The problem ▸
Whenever the word "HtmlStyleElement" appears in a line of the data below, copy that line.

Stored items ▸
┌────────
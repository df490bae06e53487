//! kindex core types: object keys, label selectors, errors and the indexer contract.
//!
//! Listers and stores only meet through the [`Indexer`] trait defined here.

#![forbid(unsafe_code)]

use std::borrow::Cow;
use std::fmt;
use std::sync::Arc;

use serde::{Deserialize, Serialize};

pub mod key;
pub mod selector;

pub use key::{key_of, object_key, split_key, KeyError};
pub use selector::{Everything, Labels, Selector};

/// Namespace value meaning "every namespace" when scoping a listing.
pub const NAMESPACE_ALL: &str = "";

/// Name of the index every namespaced lookup goes through.
pub const NAMESPACE_INDEX: &str = "namespace";

#[derive(Debug, Clone, Copy, Serialize, Deserialize, PartialEq, Eq)]
pub enum DeltaKind {
    Applied,
    Deleted,
}

/// A single change observed by the sync process, applied to a store as-is.
#[derive(Debug)]
pub struct Delta<K> {
    pub kind: DeltaKind,
    pub obj: Arc<K>,
}

impl<K> Clone for Delta<K> {
    fn clone(&self) -> Self {
        Self { kind: self.kind, obj: Arc::clone(&self.obj) }
    }
}

impl<K> Delta<K> {
    pub fn applied(obj: impl Into<Arc<K>>) -> Self {
        Self { kind: DeltaKind::Applied, obj: obj.into() }
    }

    pub fn deleted(obj: impl Into<Arc<K>>) -> Self {
        Self { kind: DeltaKind::Deleted, obj: obj.into() }
    }
}

/// Kind identity carried by errors: `resource` is the lowercased kind.
#[derive(Debug, Clone, Serialize, Deserialize, PartialEq, Eq, Hash, Default)]
pub struct GroupResource {
    pub group: String,
    pub resource: String,
}

impl GroupResource {
    pub fn new(group: impl Into<String>, resource: impl Into<String>) -> Self {
        Self { group: group.into(), resource: resource.into() }
    }

    /// Derive the identity of `K` from its (possibly dynamic) type information.
    pub fn of<K: kube::Resource>(dt: &K::DynamicType) -> Self {
        let group: Cow<'_, str> = K::group(dt);
        Self { group: group.into_owned(), resource: K::kind(dt).to_ascii_lowercase() }
    }
}

impl fmt::Display for GroupResource {
    fn fmt(&self, f: &mut fmt::Formatter<'_>) -> fmt::Result {
        if self.group.is_empty() {
            f.write_str(&self.resource)
        } else {
            write!(f, "{}.{}", self.resource, self.group)
        }
    }
}

/// Failures raised by an [`Indexer`] implementation.
#[derive(Debug, thiserror::Error)]
pub enum IndexerError {
    #[error("index {0:?} does not exist")]
    IndexNotFound(String),
    #[error(transparent)]
    Other(#[from] anyhow::Error),
}

/// Thread-safe keyed store of objects of one kind.
///
/// Implementations must tolerate concurrent reads while a writer mutates them.
/// Nothing is promised about consistency across two calls.
pub trait Indexer<K>: Send + Sync {
    /// Exact lookup; `Ok(None)` means the key is absent.
    fn get_by_key(&self, key: &str) -> Result<Option<Arc<K>>, IndexerError>;

    /// Every stored object, in implementation-defined order.
    fn list(&self) -> Result<Vec<Arc<K>>, IndexerError>;

    /// Objects whose `index_name` index yields `value`.
    fn by_index(&self, index_name: &str, value: &str) -> Result<Vec<Arc<K>>, IndexerError>;
}

pub mod prelude {
    pub use super::{
        key_of, object_key, split_key, Delta, DeltaKind, Everything, GroupResource, Indexer, IndexerError, Labels,
        Selector, NAMESPACE_ALL, NAMESPACE_INDEX,
    };
}
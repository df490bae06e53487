//! Object keys: `namespace/name` for namespaced objects, `name` otherwise.

use kube::Resource;

#[derive(Debug, Clone, PartialEq, Eq, thiserror::Error)]
pub enum KeyError {
    #[error("malformed object key {0:?}")]
    Malformed(String),
}

/// Compose the store key for `name` in `namespace`. An empty namespace means cluster-scoped.
pub fn object_key(namespace: Option<&str>, name: &str) -> String {
    match namespace {
        Some(ns) if !ns.is_empty() => format!("{ns}/{name}"),
        _ => name.to_string(),
    }
}

/// Store key of an object, read from its metadata.
pub fn key_of<K: Resource>(obj: &K) -> String {
    let meta = obj.meta();
    object_key(meta.namespace.as_deref(), meta.name.as_deref().unwrap_or(""))
}

/// Split a key back into `(namespace, name)`.
pub fn split_key(key: &str) -> Result<(Option<&str>, &str), KeyError> {
    let mut parts = key.split('/');
    match (parts.next(), parts.next(), parts.next()) {
        (Some(name), None, None) if !name.is_empty() => Ok((None, name)),
        (Some(ns), Some(name), None) if !ns.is_empty() && !name.is_empty() => Ok((Some(ns), name)),
        _ => Err(KeyError::Malformed(key.to_string())),
    }
}

#[cfg(test)]
mod tests {
    use super::*;
    use k8s_openapi::api::core::v1::{ConfigMap, Namespace};
    use kube::core::ObjectMeta;

    #[test]
    fn compose_namespaced_and_cluster_scoped() {
        assert_eq!(object_key(Some("ns1"), "a"), "ns1/a");
        assert_eq!(object_key(None, "node-1"), "node-1");
        assert_eq!(object_key(Some(""), "node-1"), "node-1");
    }

    #[test]
    fn key_of_reads_metadata() {
        let cm = ConfigMap {
            metadata: ObjectMeta { name: Some("cfg".into()), namespace: Some("prod".into()), ..Default::default() },
            ..Default::default()
        };
        assert_eq!(key_of(&cm), "prod/cfg");

        let ns = Namespace {
            metadata: ObjectMeta { name: Some("prod".into()), ..Default::default() },
            ..Default::default()
        };
        assert_eq!(key_of(&ns), "prod");
    }

    #[test]
    fn split_reverses_compose() {
        assert_eq!(split_key("ns1/a"), Ok((Some("ns1"), "a")));
        assert_eq!(split_key("node-1"), Ok((None, "node-1")));
        let k = object_key(Some("kube-system"), "coredns");
        assert_eq!(split_key(&k), Ok((Some("kube-system"), "coredns")));
    }

    #[test]
    fn split_rejects_malformed() {
        for bad in ["", "a/b/c", "/a", "a/", "/"] {
            assert_eq!(split_key(bad), Err(KeyError::Malformed(bad.to_string())), "{bad:?}");
        }
    }
}
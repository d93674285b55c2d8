//! CSP-safe keyframe rule management.
//!
//! Pages that send `Content-Security-Policy: style-src 'self'` block inline
//! `style` attributes and `<style>` blocks with literal rule text. Rules
//! inserted through the CSSOM are still allowed, so this crate drives
//! transitions entirely through `insertRule` and `deleteRule` on one managed
//! stylesheet:
//!
//! - **Locator**: finds an empty, marker-titled `text/css` sheet or creates one
//! - **Hashing**: names every rule after its keyframe body, so identical
//!   animations share a rule
//! - **Ref counting**: counts the transitions using each rule
//! - **Collection**: deletes unused rules after the current turn, so a
//!   same-turn re-acquire keeps its rule
//!
//! The document is reached through the [`host::Document`] trait.
//! [`host::MemoryDocument`] is an in-process host; the `web` feature adds a
//! `web-sys` backend.
//!
//! # Example
//!
//! ```
//! use std::rc::Rc;
//!
//! use csp_styles::prelude::*;
//! use csp_styles_core::TaskQueue;
//!
//! let document = MemoryDocument::with_policy(ContentSecurityPolicy::parse("style-src 'self'"));
//! let queue = TaskQueue::new();
//! let manager = RuleManager::new(document.clone(), Rc::new(queue.clone()));
//!
//! let spec = KeyframeSpec::sample(2, |t| format!("opacity: {t}")).unwrap();
//! let element = ElementId::new(1);
//! let name = manager.acquire_for(element, &spec).unwrap();
//!
//! // Start the CSS animation `name` on the element, then when it ends:
//! manager.release_for(element, &name).unwrap();
//! queue.run_microtasks();
//!
//! assert_eq!(document.count_titled("svelte-stylesheet"), 1);
//! assert!(document.violations().is_empty());
//! ```

pub mod config;
pub mod host;
pub mod keyframes;
pub mod manager;
pub mod parser;
pub mod rules;

mod error;

pub use error::{Error, Result};

/// Prelude module with commonly used types.
pub mod prelude {
    pub use crate::config::{CollectionDelay, ManagerBuilder, ManagerConfig};
    pub use crate::host::{ContentSecurityPolicy, Document, MemoryDocument, SheetId, StyleSheetDescriptor};
    pub use crate::keyframes::{Keyframe, KeyframeSpec, RuleName, RuleNameHasher};
    pub use crate::manager::{ElementId, RuleManager};
    pub use crate::rules::locate_managed_stylesheet_index;
    pub use crate::{Error, Result};

    #[cfg(feature = "web")]
    pub use crate::host::{WebDocument, WebExecutor};
}
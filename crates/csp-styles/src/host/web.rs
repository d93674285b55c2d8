//! Browser host backed by `web-sys`.

use std::cell::RefCell;
use std::fmt;
use std::time::Duration;

use csp_styles_core::logging::targets;
use csp_styles_core::{Executor, LocalTask};
use slotmap::SlotMap;
use wasm_bindgen::prelude::*;
use web_sys::{CssRuleList, CssStyleSheet, DomException, Element, HtmlStyleElement, Window};

use super::{CssomError, Document, SheetId, StyleSheetDescriptor};

/// Map a thrown JS value to a CSSOM error.
fn to_cssom_error(value: JsValue) -> CssomError {
    match value.dyn_ref::<DomException>() {
        Some(exception) => match exception.name().as_str() {
            "SyntaxError" => CssomError::Syntax {
                message: exception.message(),
            },
            "SecurityError" => CssomError::Inaccessible,
            _ => CssomError::Host(format!("{}: {}", exception.name(), exception.message())),
        },
        None => CssomError::Host(format!("{value:?}")),
    }
}

fn rule_texts(rules: &CssRuleList) -> Vec<String> {
    (0..rules.length())
        .filter_map(|i| rules.item(i))
        .map(|rule| rule.css_text())
        .collect()
}

fn index_u32(index: usize) -> Result<u32, CssomError> {
    u32::try_from(index).map_err(|_| CssomError::IndexOutOfRange {
        index,
        len: u32::MAX as usize,
    })
}

/// A browser document.
///
/// Stylesheets are remembered by identity once adopted or created, so a
/// [`SheetId`] keeps pointing at the same `CSSStyleSheet` however the page
/// reorders its style nodes.
pub struct WebDocument {
    document: web_sys::Document,
    sheets: RefCell<SlotMap<SheetId, CssStyleSheet>>,
}

impl WebDocument {
    /// Wrap the current window's document.
    pub fn new() -> Result<Self, CssomError> {
        let document = web_sys::window()
            .and_then(|window| window.document())
            .ok_or_else(|| CssomError::Host("no window document".into()))?;
        Ok(Self::from_document(document))
    }

    /// Wrap a specific document.
    pub fn from_document(document: web_sys::Document) -> Self {
        Self {
            document,
            sheets: RefCell::new(SlotMap::with_key()),
        }
    }

    fn register(&self, sheet: CssStyleSheet) -> SheetId {
        let mut sheets = self.sheets.borrow_mut();
        let known = sheets
            .iter()
            .find(|(_, known)| js_sys::Object::is(known, &sheet))
            .map(|(id, _)| id);
        known.unwrap_or_else(|| sheets.insert(sheet))
    }

    fn sheet(&self, id: SheetId) -> Result<CssStyleSheet, CssomError> {
        let sheet = self
            .sheets
            .borrow()
            .get(id)
            .cloned()
            .ok_or(CssomError::SheetDetached)?;
        if !is_connected(&sheet) {
            return Err(CssomError::SheetDetached);
        }
        Ok(sheet)
    }

    fn rules(&self, id: SheetId) -> Result<CssRuleList, CssomError> {
        self.sheet(id)?.css_rules().map_err(to_cssom_error)
    }
}

fn is_connected(sheet: &CssStyleSheet) -> bool {
    sheet.owner_node().is_some_and(|node| node.is_connected())
}

impl Document for WebDocument {
    fn style_sheets(&self) -> Vec<StyleSheetDescriptor> {
        let list = self.document.style_sheets();
        (0..list.length())
            .filter_map(|i| list.item(i))
            .map(|sheet| {
                let media_type = sheet
                    .owner_node()
                    .and_then(|node| node.dyn_into::<Element>().ok())
                    .and_then(|element| element.get_attribute("type"));
                let rules = sheet
                    .dyn_ref::<CssStyleSheet>()
                    .and_then(|css| css.css_rules().ok())
                    .map(|rules| rule_texts(&rules));
                StyleSheetDescriptor {
                    title: sheet.title(),
                    media_type,
                    rules,
                }
            })
            .collect()
    }

    fn adopt_style_sheet(&self, index: usize) -> Result<SheetId, CssomError> {
        let list = self.document.style_sheets();
        let len = list.length() as usize;
        let sheet = list
            .item(index_u32(index)?)
            .ok_or(CssomError::IndexOutOfRange { index, len })?
            .dyn_into::<CssStyleSheet>()
            .map_err(|_| CssomError::Host("stylesheet is not a CSSStyleSheet".into()))?;
        Ok(self.register(sheet))
    }

    fn create_style_sheet(&self, title: &str, media_type: &str) -> Result<SheetId, CssomError> {
        let head = self
            .document
            .head()
            .ok_or_else(|| CssomError::Host("document has no head".into()))?;
        let element = self.document.create_element("style").map_err(to_cssom_error)?;
        element.set_attribute("title", title).map_err(to_cssom_error)?;
        element.set_attribute("type", media_type).map_err(to_cssom_error)?;
        head.append_child(&element).map_err(to_cssom_error)?;

        let sheet = element
            .dyn_into::<HtmlStyleElement>()
            .ok()
            .and_then(|style| style.sheet())
            .and_then(|sheet| sheet.dyn_into::<CssStyleSheet>().ok())
            .ok_or_else(|| CssomError::Host("style element has no stylesheet".into()))?;
        let id = self.register(sheet);
        tracing::debug!(target: targets::HOST, ?id, title, "style element appended to head");
        Ok(id)
    }

    fn is_attached(&self, sheet: SheetId) -> bool {
        self.sheets.borrow().get(sheet).is_some_and(is_connected)
    }

    fn rule_count(&self, sheet: SheetId) -> Result<usize, CssomError> {
        Ok(self.rules(sheet)?.length() as usize)
    }

    fn rule_text(&self, sheet: SheetId, index: usize) -> Result<Option<String>, CssomError> {
        let rules = self.rules(sheet)?;
        Ok(rules.item(index_u32(index)?).map(|rule| rule.css_text()))
    }

    fn insert_rule(&self, sheet: SheetId, rule: &str, index: usize) -> Result<usize, CssomError> {
        let sheet = self.sheet(sheet)?;
        match sheet.insert_rule_with_index(rule, index_u32(index)?) {
            Ok(index) => Ok(index as usize),
            // Engines that apply style-src to the CSSOM throw SecurityError.
            Err(err) => match to_cssom_error(err) {
                CssomError::Inaccessible => Err(CssomError::PolicyViolation {
                    directive: "style-src".into(),
                }),
                err => Err(err),
            },
        }
    }

    fn delete_rule(&self, sheet: SheetId, index: usize) -> Result<(), CssomError> {
        self.sheet(sheet)?
            .delete_rule(index_u32(index)?)
            .map_err(to_cssom_error)
    }
}

impl fmt::Debug for WebDocument {
    fn fmt(&self, f: &mut fmt::Formatter<'_>) -> fmt::Result {
        f.debug_struct("WebDocument")
            .field("sheets", &self.sheets.borrow().len())
            .finish()
    }
}

/// Runs deferred work on the browser event loop with `queueMicrotask` and
/// `setTimeout`.
#[derive(Debug, Clone)]
pub struct WebExecutor {
    window: Window,
}

impl WebExecutor {
    /// Create an executor for the current window.
    pub fn new() -> Result<Self, CssomError> {
        let window = web_sys::window().ok_or_else(|| CssomError::Host("no window".into()))?;
        Ok(Self { window })
    }
}

impl Executor for WebExecutor {
    fn spawn_microtask(&self, task: LocalTask) {
        let callback = Closure::once_into_js(move || task());
        self.window.queue_microtask(callback.unchecked_ref());
    }

    fn spawn_after(&self, delay: Duration, task: LocalTask) {
        let callback = Closure::once_into_js(move || task());
        let millis = i32::try_from(delay.as_millis()).unwrap_or(i32::MAX);
        if let Err(err) = self
            .window
            .set_timeout_with_callback_and_timeout_and_arguments_0(callback.unchecked_ref(), millis)
        {
            tracing::warn!(target: targets::HOST, error = ?err, "setTimeout failed; task dropped");
        }
    }
}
└────────
Your solution ▸
use web_sys::{CssRuleList, CssStyleSheet, DomException, Element, HtmlStyleElement, Window};
            .dyn_into::<HtmlStyleElement>()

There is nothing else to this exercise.